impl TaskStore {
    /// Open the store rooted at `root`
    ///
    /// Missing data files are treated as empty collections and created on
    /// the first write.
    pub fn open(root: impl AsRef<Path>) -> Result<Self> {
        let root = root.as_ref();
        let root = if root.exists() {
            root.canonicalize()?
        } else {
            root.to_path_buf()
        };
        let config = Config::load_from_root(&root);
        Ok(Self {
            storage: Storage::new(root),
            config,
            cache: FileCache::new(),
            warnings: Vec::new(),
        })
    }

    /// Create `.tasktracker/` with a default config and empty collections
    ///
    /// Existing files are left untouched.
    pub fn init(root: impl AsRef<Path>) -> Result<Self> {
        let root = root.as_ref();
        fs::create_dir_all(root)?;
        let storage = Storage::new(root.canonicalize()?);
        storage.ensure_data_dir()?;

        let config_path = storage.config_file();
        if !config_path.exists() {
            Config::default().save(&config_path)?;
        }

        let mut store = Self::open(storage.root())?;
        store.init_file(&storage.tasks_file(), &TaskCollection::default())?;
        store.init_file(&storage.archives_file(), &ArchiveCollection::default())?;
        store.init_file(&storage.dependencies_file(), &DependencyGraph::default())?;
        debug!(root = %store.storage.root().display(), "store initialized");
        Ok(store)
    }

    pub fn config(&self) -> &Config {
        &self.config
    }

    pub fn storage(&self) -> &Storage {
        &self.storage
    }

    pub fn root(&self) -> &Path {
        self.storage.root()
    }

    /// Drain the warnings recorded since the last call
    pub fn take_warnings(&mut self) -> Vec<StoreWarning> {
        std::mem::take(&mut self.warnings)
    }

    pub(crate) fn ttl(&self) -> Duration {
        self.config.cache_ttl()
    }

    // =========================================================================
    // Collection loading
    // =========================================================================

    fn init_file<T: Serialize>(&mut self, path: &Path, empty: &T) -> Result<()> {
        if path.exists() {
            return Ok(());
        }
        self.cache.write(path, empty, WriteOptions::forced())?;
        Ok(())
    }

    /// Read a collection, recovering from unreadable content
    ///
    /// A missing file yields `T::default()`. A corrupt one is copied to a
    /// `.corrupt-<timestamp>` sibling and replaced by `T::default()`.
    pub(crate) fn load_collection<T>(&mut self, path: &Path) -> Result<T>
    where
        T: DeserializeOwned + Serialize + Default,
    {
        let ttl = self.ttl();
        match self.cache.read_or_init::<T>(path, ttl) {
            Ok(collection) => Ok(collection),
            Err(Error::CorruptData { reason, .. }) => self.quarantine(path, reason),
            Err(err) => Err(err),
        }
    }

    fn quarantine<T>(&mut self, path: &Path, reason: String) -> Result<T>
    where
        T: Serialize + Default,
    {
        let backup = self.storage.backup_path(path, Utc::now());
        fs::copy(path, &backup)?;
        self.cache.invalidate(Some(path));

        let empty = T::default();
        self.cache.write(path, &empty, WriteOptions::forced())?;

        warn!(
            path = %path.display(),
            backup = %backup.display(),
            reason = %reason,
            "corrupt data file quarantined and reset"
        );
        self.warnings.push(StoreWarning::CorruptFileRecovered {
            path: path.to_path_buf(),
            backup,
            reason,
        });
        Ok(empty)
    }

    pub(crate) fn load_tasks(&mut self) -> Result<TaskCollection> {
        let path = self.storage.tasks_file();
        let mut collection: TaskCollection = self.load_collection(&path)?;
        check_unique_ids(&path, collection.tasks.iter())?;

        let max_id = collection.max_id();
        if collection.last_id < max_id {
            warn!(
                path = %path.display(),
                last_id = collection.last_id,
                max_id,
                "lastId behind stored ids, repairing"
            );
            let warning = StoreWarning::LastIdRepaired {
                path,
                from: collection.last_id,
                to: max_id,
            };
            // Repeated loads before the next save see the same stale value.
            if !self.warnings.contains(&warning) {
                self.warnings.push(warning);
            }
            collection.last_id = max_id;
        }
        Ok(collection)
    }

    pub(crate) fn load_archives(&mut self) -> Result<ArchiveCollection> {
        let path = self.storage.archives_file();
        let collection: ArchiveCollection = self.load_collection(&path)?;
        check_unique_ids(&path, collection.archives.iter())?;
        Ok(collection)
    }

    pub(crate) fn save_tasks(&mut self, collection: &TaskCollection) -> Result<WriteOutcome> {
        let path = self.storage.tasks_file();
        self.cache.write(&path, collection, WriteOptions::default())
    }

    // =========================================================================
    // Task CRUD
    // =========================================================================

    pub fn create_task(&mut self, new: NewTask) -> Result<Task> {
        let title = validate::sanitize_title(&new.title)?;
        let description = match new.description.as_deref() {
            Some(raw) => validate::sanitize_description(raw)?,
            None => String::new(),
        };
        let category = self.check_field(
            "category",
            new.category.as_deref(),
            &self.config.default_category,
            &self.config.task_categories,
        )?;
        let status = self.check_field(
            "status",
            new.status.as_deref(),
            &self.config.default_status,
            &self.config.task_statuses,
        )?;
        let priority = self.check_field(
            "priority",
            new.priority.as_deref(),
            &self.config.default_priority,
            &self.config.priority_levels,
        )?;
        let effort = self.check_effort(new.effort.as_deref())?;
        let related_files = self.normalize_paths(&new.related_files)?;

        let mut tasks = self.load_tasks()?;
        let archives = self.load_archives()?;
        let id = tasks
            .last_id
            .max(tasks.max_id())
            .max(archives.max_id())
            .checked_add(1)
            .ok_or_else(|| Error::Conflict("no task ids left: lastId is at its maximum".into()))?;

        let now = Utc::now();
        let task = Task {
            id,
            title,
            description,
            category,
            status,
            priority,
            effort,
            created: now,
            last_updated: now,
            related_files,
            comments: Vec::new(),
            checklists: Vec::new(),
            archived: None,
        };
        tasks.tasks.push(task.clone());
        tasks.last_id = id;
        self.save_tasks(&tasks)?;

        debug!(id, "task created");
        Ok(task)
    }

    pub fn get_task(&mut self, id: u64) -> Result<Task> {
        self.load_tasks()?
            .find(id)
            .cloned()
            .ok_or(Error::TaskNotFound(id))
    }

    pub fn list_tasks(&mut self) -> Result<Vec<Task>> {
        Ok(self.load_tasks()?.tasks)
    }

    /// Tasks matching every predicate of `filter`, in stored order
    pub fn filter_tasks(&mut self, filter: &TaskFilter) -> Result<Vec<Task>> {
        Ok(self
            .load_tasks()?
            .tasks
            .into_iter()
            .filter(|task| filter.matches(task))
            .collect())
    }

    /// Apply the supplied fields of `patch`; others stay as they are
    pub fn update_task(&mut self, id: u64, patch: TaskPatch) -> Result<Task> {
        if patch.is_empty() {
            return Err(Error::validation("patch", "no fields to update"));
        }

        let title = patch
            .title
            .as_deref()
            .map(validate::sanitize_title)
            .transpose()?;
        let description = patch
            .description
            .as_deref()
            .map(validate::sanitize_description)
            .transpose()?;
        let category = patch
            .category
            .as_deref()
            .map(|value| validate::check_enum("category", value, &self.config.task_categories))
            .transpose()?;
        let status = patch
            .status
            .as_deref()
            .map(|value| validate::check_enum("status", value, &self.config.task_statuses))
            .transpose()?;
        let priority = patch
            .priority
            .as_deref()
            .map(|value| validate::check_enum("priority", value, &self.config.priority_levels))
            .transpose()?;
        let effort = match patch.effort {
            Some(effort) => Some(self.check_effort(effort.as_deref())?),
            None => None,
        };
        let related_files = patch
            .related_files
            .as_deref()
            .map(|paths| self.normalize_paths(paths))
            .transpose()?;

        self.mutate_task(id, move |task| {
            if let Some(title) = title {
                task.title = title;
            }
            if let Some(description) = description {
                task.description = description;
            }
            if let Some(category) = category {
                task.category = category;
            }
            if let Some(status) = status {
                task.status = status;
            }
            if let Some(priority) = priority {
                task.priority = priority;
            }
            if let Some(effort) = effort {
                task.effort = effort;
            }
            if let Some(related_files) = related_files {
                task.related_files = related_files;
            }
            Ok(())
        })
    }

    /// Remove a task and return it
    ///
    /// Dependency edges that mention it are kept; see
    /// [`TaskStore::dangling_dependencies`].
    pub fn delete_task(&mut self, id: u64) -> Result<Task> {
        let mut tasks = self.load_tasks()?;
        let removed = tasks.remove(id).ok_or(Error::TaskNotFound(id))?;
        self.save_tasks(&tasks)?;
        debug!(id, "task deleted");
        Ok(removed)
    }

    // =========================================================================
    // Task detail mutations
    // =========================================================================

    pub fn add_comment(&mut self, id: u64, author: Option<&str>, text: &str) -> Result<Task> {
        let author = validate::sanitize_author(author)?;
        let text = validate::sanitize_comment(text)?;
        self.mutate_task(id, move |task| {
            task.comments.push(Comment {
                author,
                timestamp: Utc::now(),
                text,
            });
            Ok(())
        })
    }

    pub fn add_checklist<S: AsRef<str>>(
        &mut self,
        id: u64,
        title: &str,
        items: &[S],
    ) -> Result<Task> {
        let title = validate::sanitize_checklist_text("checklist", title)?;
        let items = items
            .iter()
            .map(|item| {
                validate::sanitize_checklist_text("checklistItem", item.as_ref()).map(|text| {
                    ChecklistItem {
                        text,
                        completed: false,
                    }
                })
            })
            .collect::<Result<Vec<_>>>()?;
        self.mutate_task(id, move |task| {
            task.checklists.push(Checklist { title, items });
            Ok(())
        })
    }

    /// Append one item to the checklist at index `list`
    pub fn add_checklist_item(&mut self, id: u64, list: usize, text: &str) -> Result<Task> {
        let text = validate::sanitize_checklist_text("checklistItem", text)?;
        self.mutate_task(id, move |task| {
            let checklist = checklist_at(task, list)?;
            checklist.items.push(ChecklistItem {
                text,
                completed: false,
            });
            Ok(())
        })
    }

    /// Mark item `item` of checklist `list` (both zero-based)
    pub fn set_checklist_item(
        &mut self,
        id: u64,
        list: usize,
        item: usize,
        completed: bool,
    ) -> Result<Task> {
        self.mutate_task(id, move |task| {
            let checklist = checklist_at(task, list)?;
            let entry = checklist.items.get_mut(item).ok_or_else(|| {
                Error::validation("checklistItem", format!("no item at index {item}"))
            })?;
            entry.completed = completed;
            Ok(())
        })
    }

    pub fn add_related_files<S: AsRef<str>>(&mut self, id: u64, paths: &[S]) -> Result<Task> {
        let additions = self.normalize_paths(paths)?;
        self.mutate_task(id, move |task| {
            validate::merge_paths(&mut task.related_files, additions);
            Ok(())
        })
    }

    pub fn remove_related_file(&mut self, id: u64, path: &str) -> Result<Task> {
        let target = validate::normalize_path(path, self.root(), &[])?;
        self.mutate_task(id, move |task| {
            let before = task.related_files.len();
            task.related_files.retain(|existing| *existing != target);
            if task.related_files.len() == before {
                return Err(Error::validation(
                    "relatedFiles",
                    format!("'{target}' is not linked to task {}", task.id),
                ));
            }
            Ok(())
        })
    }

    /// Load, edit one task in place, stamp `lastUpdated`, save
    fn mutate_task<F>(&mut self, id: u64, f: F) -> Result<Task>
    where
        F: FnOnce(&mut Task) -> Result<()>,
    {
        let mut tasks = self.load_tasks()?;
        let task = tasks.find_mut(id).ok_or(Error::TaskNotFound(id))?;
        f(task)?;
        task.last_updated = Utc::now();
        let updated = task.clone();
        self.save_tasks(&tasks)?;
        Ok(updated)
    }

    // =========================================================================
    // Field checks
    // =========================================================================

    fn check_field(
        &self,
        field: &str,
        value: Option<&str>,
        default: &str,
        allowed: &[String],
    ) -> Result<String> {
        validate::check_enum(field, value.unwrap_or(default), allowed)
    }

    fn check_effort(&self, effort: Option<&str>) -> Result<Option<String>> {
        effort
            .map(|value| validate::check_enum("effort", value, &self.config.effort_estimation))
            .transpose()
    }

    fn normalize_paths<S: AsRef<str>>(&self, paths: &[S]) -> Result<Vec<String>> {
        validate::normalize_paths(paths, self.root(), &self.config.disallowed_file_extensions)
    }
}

────

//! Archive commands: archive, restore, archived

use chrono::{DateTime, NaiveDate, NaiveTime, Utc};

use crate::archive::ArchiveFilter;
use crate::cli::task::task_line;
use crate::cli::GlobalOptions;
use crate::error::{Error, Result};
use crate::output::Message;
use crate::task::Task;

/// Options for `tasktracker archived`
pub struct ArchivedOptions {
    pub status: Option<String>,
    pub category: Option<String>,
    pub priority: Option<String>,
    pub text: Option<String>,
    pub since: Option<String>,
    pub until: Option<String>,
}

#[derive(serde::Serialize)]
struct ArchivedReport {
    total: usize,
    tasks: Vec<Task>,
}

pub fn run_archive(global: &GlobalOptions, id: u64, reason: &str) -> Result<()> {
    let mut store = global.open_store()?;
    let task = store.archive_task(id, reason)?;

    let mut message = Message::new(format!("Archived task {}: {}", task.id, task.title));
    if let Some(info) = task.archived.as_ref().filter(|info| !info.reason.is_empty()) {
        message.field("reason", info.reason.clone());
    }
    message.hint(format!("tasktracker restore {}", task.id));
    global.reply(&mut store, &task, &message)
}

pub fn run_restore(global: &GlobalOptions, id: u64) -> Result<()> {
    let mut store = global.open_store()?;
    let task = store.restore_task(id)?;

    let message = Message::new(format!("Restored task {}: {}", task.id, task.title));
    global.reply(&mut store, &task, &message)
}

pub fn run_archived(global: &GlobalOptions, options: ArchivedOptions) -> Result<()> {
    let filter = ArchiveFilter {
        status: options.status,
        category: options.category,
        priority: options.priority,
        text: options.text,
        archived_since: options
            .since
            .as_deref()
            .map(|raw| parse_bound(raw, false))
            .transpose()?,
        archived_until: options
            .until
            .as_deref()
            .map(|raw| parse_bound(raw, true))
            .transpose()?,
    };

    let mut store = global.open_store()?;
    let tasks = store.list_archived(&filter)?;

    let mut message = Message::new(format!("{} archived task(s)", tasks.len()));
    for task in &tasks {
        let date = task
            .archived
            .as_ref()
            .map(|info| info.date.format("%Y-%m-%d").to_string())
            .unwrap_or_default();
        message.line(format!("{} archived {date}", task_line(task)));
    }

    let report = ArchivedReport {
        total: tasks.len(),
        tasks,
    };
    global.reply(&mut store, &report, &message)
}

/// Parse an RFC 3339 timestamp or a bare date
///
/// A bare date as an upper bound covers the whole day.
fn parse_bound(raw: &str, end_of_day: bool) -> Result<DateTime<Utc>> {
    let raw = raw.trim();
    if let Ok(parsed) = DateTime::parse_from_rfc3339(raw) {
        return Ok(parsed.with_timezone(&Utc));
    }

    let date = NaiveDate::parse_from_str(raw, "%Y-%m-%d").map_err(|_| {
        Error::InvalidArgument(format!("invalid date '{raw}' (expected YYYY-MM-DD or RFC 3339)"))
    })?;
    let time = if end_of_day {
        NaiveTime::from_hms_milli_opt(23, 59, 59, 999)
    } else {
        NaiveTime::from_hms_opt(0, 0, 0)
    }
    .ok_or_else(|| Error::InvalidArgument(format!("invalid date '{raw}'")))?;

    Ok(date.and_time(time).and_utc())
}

────

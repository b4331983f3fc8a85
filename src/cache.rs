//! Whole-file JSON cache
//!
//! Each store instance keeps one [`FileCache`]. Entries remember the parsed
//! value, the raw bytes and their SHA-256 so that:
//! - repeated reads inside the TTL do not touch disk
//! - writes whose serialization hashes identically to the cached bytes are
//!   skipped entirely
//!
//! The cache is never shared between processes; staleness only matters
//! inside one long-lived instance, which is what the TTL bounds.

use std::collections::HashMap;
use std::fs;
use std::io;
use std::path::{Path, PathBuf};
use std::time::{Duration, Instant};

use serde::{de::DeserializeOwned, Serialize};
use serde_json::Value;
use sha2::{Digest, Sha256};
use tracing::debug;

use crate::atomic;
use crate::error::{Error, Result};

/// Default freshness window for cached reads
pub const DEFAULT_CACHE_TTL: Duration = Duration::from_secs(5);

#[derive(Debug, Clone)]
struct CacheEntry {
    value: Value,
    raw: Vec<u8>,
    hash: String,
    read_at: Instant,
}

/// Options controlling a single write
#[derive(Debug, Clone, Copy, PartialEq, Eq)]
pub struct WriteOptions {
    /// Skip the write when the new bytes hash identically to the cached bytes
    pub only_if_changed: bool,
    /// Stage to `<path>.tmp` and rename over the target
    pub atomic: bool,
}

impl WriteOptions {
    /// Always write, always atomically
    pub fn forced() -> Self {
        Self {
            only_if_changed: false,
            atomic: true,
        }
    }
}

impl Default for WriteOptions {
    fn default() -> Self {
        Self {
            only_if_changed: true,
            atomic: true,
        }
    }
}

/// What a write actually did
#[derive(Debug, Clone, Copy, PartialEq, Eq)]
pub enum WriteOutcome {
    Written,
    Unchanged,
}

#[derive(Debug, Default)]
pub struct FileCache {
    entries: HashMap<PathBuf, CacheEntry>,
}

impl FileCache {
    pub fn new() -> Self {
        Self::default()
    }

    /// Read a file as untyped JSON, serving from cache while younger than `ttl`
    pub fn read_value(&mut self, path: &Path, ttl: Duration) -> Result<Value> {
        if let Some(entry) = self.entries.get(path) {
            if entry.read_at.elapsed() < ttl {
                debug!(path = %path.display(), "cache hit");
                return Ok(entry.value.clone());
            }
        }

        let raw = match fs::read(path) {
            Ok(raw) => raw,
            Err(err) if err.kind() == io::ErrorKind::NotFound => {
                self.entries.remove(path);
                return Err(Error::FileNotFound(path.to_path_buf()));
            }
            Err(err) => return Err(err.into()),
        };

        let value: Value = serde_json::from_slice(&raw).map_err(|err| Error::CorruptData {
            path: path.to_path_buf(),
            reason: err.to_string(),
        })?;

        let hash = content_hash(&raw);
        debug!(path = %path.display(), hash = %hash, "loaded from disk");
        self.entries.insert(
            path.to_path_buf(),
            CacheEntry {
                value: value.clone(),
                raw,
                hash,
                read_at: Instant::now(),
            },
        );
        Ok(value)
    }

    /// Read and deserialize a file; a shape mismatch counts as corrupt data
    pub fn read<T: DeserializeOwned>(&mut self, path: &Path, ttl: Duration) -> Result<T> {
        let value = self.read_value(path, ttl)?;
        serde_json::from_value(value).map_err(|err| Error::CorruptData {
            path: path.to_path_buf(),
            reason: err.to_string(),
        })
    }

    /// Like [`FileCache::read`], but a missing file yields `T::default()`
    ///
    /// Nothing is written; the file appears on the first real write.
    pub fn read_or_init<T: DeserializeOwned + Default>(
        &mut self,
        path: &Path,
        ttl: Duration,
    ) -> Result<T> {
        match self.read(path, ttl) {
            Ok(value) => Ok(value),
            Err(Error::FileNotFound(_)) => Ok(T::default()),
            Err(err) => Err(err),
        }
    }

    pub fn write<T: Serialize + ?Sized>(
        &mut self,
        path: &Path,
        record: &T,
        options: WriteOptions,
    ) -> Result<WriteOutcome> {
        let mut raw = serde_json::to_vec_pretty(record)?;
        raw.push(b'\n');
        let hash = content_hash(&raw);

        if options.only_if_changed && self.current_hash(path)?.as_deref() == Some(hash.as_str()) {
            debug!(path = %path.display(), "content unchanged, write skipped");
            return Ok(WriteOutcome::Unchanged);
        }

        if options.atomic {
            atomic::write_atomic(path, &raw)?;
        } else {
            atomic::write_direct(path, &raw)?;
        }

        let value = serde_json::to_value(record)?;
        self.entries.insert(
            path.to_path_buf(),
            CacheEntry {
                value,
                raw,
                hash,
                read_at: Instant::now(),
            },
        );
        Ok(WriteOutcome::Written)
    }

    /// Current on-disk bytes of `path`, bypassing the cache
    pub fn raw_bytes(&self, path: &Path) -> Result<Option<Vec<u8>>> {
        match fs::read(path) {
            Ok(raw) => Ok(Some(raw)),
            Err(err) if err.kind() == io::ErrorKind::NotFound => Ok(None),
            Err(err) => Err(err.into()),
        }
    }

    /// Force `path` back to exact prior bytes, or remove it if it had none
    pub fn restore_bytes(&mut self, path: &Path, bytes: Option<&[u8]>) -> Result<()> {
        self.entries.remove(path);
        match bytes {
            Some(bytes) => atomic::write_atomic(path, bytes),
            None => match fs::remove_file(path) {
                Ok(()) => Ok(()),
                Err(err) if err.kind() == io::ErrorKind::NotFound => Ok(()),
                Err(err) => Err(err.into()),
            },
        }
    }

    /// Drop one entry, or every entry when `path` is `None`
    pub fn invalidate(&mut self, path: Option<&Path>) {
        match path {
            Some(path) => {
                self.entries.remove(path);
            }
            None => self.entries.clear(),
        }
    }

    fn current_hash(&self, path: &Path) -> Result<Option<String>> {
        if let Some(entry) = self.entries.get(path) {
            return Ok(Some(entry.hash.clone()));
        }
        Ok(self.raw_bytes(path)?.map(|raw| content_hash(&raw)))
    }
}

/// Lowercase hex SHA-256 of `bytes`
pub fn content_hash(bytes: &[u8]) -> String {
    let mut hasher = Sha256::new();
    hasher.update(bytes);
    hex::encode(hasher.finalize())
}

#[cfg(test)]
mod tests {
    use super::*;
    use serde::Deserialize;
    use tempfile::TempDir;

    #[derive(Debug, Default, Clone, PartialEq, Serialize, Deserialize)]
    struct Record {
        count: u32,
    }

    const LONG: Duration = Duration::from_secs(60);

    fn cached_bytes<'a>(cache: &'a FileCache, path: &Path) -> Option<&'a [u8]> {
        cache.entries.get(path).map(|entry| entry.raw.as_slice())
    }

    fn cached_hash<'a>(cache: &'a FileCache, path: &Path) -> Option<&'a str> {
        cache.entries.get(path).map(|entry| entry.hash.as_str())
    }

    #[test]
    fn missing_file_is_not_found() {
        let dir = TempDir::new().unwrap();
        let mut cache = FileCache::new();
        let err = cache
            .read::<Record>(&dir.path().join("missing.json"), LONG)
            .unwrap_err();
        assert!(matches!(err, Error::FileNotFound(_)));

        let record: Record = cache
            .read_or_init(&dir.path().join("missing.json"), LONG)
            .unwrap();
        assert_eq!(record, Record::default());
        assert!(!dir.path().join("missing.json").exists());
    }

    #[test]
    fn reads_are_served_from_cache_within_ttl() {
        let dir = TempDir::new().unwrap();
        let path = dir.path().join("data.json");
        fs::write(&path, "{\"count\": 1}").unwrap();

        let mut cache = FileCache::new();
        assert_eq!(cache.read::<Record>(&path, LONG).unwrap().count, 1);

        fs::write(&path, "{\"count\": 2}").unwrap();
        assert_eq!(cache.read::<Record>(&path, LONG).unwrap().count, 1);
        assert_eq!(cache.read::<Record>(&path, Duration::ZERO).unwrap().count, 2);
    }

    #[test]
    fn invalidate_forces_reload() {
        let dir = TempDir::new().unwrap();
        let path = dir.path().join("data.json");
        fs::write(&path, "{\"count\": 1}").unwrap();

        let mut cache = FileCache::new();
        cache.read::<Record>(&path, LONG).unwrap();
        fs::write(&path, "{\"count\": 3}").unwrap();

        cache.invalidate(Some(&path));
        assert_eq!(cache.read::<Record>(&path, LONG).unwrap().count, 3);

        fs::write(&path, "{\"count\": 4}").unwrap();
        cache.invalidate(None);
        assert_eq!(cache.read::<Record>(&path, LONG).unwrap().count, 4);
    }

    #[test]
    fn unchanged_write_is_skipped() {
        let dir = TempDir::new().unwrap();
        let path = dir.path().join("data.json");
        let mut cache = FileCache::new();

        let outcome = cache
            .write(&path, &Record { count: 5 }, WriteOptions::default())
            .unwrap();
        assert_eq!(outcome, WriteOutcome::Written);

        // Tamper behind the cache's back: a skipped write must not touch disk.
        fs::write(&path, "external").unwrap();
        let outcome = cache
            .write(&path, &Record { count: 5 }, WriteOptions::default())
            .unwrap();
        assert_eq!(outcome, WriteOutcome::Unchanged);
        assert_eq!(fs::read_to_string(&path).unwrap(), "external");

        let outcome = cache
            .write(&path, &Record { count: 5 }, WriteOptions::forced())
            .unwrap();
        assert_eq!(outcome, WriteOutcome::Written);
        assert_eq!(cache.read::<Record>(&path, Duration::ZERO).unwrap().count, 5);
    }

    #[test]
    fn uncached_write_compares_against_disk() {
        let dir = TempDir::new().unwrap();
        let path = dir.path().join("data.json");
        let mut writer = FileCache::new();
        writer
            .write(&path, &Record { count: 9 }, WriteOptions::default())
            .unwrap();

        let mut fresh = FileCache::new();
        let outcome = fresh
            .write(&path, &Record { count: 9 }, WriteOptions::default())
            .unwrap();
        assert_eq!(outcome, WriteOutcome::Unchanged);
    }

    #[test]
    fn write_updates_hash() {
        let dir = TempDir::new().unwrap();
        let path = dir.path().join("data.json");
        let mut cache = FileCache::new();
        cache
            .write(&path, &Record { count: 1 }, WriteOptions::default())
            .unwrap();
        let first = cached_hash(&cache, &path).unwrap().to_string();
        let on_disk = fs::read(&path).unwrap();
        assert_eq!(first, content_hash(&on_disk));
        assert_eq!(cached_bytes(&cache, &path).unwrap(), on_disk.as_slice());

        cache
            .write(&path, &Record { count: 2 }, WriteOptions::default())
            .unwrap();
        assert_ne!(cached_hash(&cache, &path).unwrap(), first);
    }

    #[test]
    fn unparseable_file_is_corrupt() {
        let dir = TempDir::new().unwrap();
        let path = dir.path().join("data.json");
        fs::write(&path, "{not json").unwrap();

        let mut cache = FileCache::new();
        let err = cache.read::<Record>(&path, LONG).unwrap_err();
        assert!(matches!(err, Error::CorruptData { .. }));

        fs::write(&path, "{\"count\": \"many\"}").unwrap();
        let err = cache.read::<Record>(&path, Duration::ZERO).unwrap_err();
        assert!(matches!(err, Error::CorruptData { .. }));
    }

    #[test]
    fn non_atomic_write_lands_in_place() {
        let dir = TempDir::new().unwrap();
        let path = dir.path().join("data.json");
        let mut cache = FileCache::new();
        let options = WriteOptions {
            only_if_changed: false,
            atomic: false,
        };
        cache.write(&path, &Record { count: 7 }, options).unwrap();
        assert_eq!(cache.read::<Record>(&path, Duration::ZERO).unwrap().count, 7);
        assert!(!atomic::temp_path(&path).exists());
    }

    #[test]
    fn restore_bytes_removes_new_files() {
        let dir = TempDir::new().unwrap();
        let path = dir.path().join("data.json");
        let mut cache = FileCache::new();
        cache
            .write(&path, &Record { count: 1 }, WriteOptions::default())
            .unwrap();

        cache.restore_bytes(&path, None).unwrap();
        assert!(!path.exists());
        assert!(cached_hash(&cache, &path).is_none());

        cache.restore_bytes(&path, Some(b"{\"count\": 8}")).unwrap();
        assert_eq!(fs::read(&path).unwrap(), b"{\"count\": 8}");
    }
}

────

DIRECTIONS: Wherever "removed" appears in the listing, report the line it is on.

ANSWER SPACE:
        let removed = tasks.remove(id).ok_or(Error::TaskNotFound(id))?;
        Ok(removed)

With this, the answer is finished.